PROVIDED DATA START
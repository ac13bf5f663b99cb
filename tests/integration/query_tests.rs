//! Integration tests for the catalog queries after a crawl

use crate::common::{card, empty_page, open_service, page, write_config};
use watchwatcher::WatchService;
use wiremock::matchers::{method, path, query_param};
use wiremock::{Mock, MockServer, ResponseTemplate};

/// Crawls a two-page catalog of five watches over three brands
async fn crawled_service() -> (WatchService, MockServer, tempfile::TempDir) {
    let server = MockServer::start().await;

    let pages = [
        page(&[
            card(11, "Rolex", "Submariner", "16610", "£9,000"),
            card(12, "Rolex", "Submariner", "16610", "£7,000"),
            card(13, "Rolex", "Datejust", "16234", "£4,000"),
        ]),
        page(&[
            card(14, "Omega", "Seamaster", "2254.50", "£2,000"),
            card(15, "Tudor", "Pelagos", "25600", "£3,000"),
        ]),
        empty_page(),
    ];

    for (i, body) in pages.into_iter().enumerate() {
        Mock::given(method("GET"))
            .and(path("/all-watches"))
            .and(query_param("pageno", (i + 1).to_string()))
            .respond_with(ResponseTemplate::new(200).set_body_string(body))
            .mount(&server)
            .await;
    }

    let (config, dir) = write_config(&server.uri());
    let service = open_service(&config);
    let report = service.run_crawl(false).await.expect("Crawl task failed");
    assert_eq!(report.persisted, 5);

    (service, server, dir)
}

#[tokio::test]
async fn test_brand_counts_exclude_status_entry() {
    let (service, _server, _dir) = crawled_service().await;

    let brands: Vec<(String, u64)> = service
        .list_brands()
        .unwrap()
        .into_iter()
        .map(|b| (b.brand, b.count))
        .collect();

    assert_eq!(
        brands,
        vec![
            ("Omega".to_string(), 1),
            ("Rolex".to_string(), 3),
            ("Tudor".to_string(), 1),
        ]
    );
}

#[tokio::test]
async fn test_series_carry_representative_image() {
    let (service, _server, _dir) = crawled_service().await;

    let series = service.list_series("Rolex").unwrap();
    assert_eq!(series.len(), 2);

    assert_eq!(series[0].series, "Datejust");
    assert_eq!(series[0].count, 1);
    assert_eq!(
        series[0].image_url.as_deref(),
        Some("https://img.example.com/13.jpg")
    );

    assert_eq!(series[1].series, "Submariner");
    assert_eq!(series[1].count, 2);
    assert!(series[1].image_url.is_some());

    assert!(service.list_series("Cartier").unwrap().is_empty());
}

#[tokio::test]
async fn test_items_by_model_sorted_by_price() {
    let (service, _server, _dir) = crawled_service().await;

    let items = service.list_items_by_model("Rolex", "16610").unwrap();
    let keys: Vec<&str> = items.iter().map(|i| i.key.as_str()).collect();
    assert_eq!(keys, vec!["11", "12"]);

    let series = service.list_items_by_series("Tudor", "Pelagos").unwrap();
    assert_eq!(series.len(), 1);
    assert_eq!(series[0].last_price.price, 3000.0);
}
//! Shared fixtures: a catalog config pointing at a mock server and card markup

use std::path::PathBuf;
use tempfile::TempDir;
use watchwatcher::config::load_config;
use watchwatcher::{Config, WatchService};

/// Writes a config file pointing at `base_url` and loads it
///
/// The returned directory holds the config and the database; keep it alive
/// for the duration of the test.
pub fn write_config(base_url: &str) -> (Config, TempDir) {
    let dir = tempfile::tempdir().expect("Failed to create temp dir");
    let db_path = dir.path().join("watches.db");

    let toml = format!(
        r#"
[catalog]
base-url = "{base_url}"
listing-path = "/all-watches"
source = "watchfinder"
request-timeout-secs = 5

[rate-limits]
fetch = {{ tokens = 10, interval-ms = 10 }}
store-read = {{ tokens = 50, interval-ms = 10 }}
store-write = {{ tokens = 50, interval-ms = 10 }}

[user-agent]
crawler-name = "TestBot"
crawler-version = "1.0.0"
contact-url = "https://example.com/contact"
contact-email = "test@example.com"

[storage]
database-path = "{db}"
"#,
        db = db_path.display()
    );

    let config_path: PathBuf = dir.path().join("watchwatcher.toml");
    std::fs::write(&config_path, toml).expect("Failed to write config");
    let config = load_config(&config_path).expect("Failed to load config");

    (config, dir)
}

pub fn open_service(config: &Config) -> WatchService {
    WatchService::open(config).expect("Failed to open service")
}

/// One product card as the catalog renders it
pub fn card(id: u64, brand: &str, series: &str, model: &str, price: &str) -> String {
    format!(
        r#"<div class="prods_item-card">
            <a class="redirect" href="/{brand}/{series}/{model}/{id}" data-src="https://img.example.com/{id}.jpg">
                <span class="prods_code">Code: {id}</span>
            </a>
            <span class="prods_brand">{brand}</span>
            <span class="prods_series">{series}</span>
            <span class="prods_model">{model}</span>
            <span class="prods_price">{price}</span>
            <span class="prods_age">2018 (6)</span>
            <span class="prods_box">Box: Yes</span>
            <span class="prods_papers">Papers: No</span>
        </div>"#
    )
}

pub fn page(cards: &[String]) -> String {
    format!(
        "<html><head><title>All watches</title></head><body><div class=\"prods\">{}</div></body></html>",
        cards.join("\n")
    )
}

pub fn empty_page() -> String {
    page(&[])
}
PROVIDED DATA END
● REQUIRED ACTION: Everything above must be retyped. Keep each record exactly the same.

● TASK ANSWER:
repository ac13bf5f663b99cb
filename tests/integration/query_tests.rs
//! Integration tests for the catalog queries after a crawl

use crate::common::{card, empty_page, open_service, page, write_config};
use watchwatcher::WatchService;
use wiremock::matchers::{method, path, query_param};
use wiremock::{Mock, MockServer, ResponseTemplate};

/// Crawls a two-page catalog of five watches over three brands
async fn crawled_service() -> (WatchService, MockServer, tempfile::TempDir) {
    let server = MockServer::start().await;

    let pages = [
        page(&[
            card(11, "Rolex", "Submariner", "16610", "£9,000"),
            card(12, "Rolex", "Submariner", "16610", "£7,000"),
            card(13, "Rolex", "Datejust", "16234", "£4,000"),
        ]),
        page(&[
            card(14, "Omega", "Seamaster", "2254.50", "£2,000"),
            card(15, "Tudor", "Pelagos", "25600", "£3,000"),
        ]),
        empty_page(),
    ];

    for (i, body) in pages.into_iter().enumerate() {
        Mock::given(method("GET"))
            .and(path("/all-watches"))
            .and(query_param("pageno", (i + 1).to_string()))
            .respond_with(ResponseTemplate::new(200).set_body_string(body))
            .mount(&server)
            .await;
    }

    let (config, dir) = write_config(&server.uri());
    let service = open_service(&config);
    let report = service.run_crawl(false).await.expect("Crawl task failed");
    assert_eq!(report.persisted, 5);

    (service, server, dir)
}

#[tokio::test]
async fn test_brand_counts_exclude_status_entry() {
    let (service, _server, _dir) = crawled_service().await;

    let brands: Vec<(String, u64)> = service
        .list_brands()
        .unwrap()
        .into_iter()
        .map(|b| (b.brand, b.count))
        .collect();

    assert_eq!(
        brands,
        vec![
            ("Omega".to_string(), 1),
            ("Rolex".to_string(), 3),
            ("Tudor".to_string(), 1),
        ]
    );
}

#[tokio::test]
async fn test_series_carry_representative_image() {
    let (service, _server, _dir) = crawled_service().await;

    let series = service.list_series("Rolex").unwrap();
    assert_eq!(series.len(), 2);

    assert_eq!(series[0].series, "Datejust");
    assert_eq!(series[0].count, 1);
    assert_eq!(
        series[0].image_url.as_deref(),
        Some("https://img.example.com/13.jpg")
    );

    assert_eq!(series[1].series, "Submariner");
    assert_eq!(series[1].count, 2);
    assert!(series[1].image_url.is_some());

    assert!(service.list_series("Cartier").unwrap().is_empty());
}

#[tokio::test]
async fn test_items_by_model_sorted_by_price() {
    let (service, _server, _dir) = crawled_service().await;

    let items = service.list_items_by_model("Rolex", "16610").unwrap();
    let keys: Vec<&str> = items.iter().map(|i| i.key.as_str()).collect();
    assert_eq!(keys, vec!["11", "12"]);

    let series = service.list_items_by_series("Tudor", "Pelagos").unwrap();
    assert_eq!(series.len(), 1);
    assert_eq!(series[0].last_price.price, 3000.0);
}
//! Shared fixtures: a catalog config pointing at a mock server and card markup

use std::path::PathBuf;
use tempfile::TempDir;
use watchwatcher::config::load_config;
use watchwatcher::{Config, WatchService};

/// Writes a config file pointing at `base_url` and loads it
///
/// The returned directory holds the config and the database; keep it alive
/// for the duration of the test.
pub fn write_config(base_url: &str) -> (Config, TempDir) {
    let dir = tempfile::tempdir().expect("Failed to create temp dir");
    let db_path = dir.path().join("watches.db");

    let toml = format!(
        r#"
[catalog]
base-url = "{base_url}"
listing-path = "/all-watches"
source = "watchfinder"
request-timeout-secs = 5

[rate-limits]
fetch = {{ tokens = 10, interval-ms = 10 }}
store-read = {{ tokens = 50, interval-ms = 10 }}
store-write = {{ tokens = 50, interval-ms = 10 }}

[user-agent]
crawler-name = "TestBot"
crawler-version = "1.0.0"
contact-url = "https://example.com/contact"
contact-email = "test@example.com"

[storage]
database-path = "{db}"
"#,
        db = db_path.display()
    );

    let config_path: PathBuf = dir.path().join("watchwatcher.toml");
    std::fs::write(&config_path, toml).expect("Failed to write config");
    let config = load_config(&config_path).expect("Failed to load config");

    (config, dir)
}

pub fn open_service(config: &Config) -> WatchService {
    WatchService::open(config).expect("Failed to open service")
}

/// One product card as the catalog renders it
pub fn card(id: u64, brand: &str, series: &str, model: &str, price: &str) -> String {
    format!(
        r#"<div class="prods_item-card">
            <a class="redirect" href="/{brand}/{series}/{model}/{id}" data-src="https://img.example.com/{id}.jpg">
                <span class="prods_code">Code: {id}</span>
            </a>
            <span class="prods_brand">{brand}</span>
            <span class="prods_series">{series}</span>
            <span class="prods_model">{model}</span>
            <span class="prods_price">{price}</span>
            <span class="prods_age">2018 (6)</span>
            <span class="prods_box">Box: Yes</span>
            <span class="prods_papers">Papers: No</span>
        </div>"#
    )
}

pub fn page(cards: &[String]) -> String {
    format!(
        "<html><head><title>All watches</title></head><body><div class=\"prods\">{}</div></body></html>",
        cards.join("\n")
    )
}

pub fn empty_page() -> String {
    page(&[])
}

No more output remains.